Knowledge requirements:
1). Master the basic theories of Marxism-Leninism, Mao Zedong Thought and the theoretical system of socialism with Chinese characteristics;
2). Master relevant knowledge of mathematics and foreign languages necessary for this major;
3). Have relatively solid basic computer theory and technology, and common algorithms for data mining;
4). Master the most widely used data mining programming language python;
5). Master R language programming technology;
6). Master mainstream Hadoop processing technologies, including MapReduce, Hive, Hbase, etc.
Skill requirements:
1). Have a deep understanding of big data infrastructure and platforms;
2). Familiar with Hadoop cluster construction, able to deploy and configure accordingly;
3). Familiar with SQL calculation and storage process tuning, and have rigorous logical analysis capabilities;
4). Strong logical thinking ability, strong document writing and good communication skills;
5). Have the ability to process, extract, clean and convert data;
6). Have the ability to learn independently and acquire new knowledge, be trained in good scientific thinking and scientific experiments, and have strong practical and engineering skills.
Quality requirements:
1). Basic qualities:
Political quality: high ideological and political quality and moral quality; strong awareness of the rule of law, integrity and industry policies and regulations.
Ideological and moral: good professional ethics, professionalism, strict self-discipline and perseverance.
Humanistic literacy: higher humanistic quality and humanistic caring spirit. Have; good writing ability.
Physical and mental quality: a sound personality, strong social adaptability and innovation ability, and a healthy body, with the ability to withstand external pressure.
2). Professional quality
Engineering awareness: Have the engineering capabilities required by the industry, as well as the awareness of systematization, standardization and modularization.
Quality awareness: Have quality awareness and product competition awareness.
Team spirit: Have team spirit, collaborative work ability, organization and management ability.
Innovative spirit: Have the spirit of innovation and entrepreneurship necessary to engage in technology and service work, and the spirit of developing new technologies and new projects.

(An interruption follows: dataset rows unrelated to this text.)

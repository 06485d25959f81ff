//! Dashboard domain — selected filters, load status and fetch bookkeeping.

pub mod state;

use crate::shared::{AssetId, Currency, Window};
use serde::{Deserialize, Serialize};

pub use state::DashboardState;

/// Load status of the snapshot-driven dashboard.
///
/// `Loading` is only the initial status; after the first snapshot completes the
/// status alternates between `Ready` and `Error`.
#[derive(Debug, Clone, Copy, Default, PartialEq, Eq, Serialize, Deserialize)]
#[serde(rename_all = "lowercase")]
pub enum Status {
    #[default]
    Loading,
    Ready,
    Error,
}

/// What the UI layer should render.
#[derive(Debug, Clone, PartialEq, Eq)]
pub enum View {
    /// Loading indicator only.
    Loading,
    /// Blocking error view with a retry action.
    Error(String),
    /// Cards, charts and filters.
    Ready,
}

/// User-selected filters.
#[derive(Debug, Clone, Default, PartialEq, Eq, Serialize, Deserialize)]
pub struct Filters {
    pub asset: AssetId,
    pub window: Window,
    pub currency: Currency,
}

/// Identifies one issued fetch. Only the most recently issued ticket of each
/// kind may be applied.
#[derive(Debug, Clone, Copy, Default, PartialEq, Eq, PartialOrd, Ord, Hash)]
pub struct Ticket(u64);

impl Ticket {
    pub(crate) fn next(self) -> Ticket {
        Ticket(self.0 + 1)
    }

    pub fn value(&self) -> u64 {
        self.0
    }
}

/// A fetch the caller should perform and report back.
#[derive(Debug, Clone, PartialEq)]
pub enum FetchRequest {
    Snapshot {
        ticket: Ticket,
        currency: Currency,
    },
    History {
        ticket: Ticket,
        asset: AssetId,
        window: Window,
        currency: Currency,
    },
}

impl FetchRequest {
    pub fn ticket(&self) -> Ticket {
        match self {
            FetchRequest::Snapshot { ticket, .. } | FetchRequest::History { ticket, .. } => *ticket,
        }
    }

    pub fn is_snapshot(&self) -> bool {
        matches!(self, FetchRequest::Snapshot { .. })
    }
}
// ABOUTME: Umbrella crate for hourglass, re-exporting the value engine and the save data manager.
// ABOUTME: Also provides the tracing setup hosts call once at startup.

pub use hourglass_core::*;
pub use hourglass_store::*;

/// Install a fmt subscriber filtered by RUST_LOG, defaulting to `hourglass=info`.
/// Returns false if a global subscriber was already installed.
pub fn init_tracing() -> bool {
    tracing_subscriber::fmt()
        .with_env_filter(
            tracing_subscriber::EnvFilter::try_from_default_env()
                .unwrap_or_else(|_| tracing_subscriber::EnvFilter::new("hourglass=info")),
        )
        .try_init()
        .is_ok()
}

/// Build a manager on the file slot selected by the environment.
pub fn manager_from_env() -> Result<SaveDataManager<FileSaveSlot>, ConfigError> {
    let config = StoreConfig::from_env()?;
    tracing::info!("using save file {}", config.save_path().display());
    Ok(SaveDataManager::new(FileSaveSlot::from_config(&config)).with_pretty(config.pretty))
}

3. Main subjects and main courses
Main disciplines: computer science and technology, data science, big data
Main courses: JAVA programming, Hadoop big data development technology, database principles and applications, operating systems, computer networks, software engineering, data mining and machine learning, algorithm design and analysis (Python), big data storage technology, Spark big data technology And Python data analysis and application.
4. Main practical teaching links
Practical teaching links: including professional internships, practical training, social surveys, military training, professional concentrated practical training, graduation thesis (design), etc. Practical teaching links are calculated according to the teaching week and are not included in the total class hours.
5. Educational System and Degree
Educational system: Four years
Degree: Bachelor degree of Science
6. Grduation criteria
1). Meet the knowledge, ability and quality requirements required by the profession.
2). Complete all the teaching links specified in the training program, with a total credit score of not less than 179.
3). Obtain no less than 6 credits of innovation and entrepreneurship education.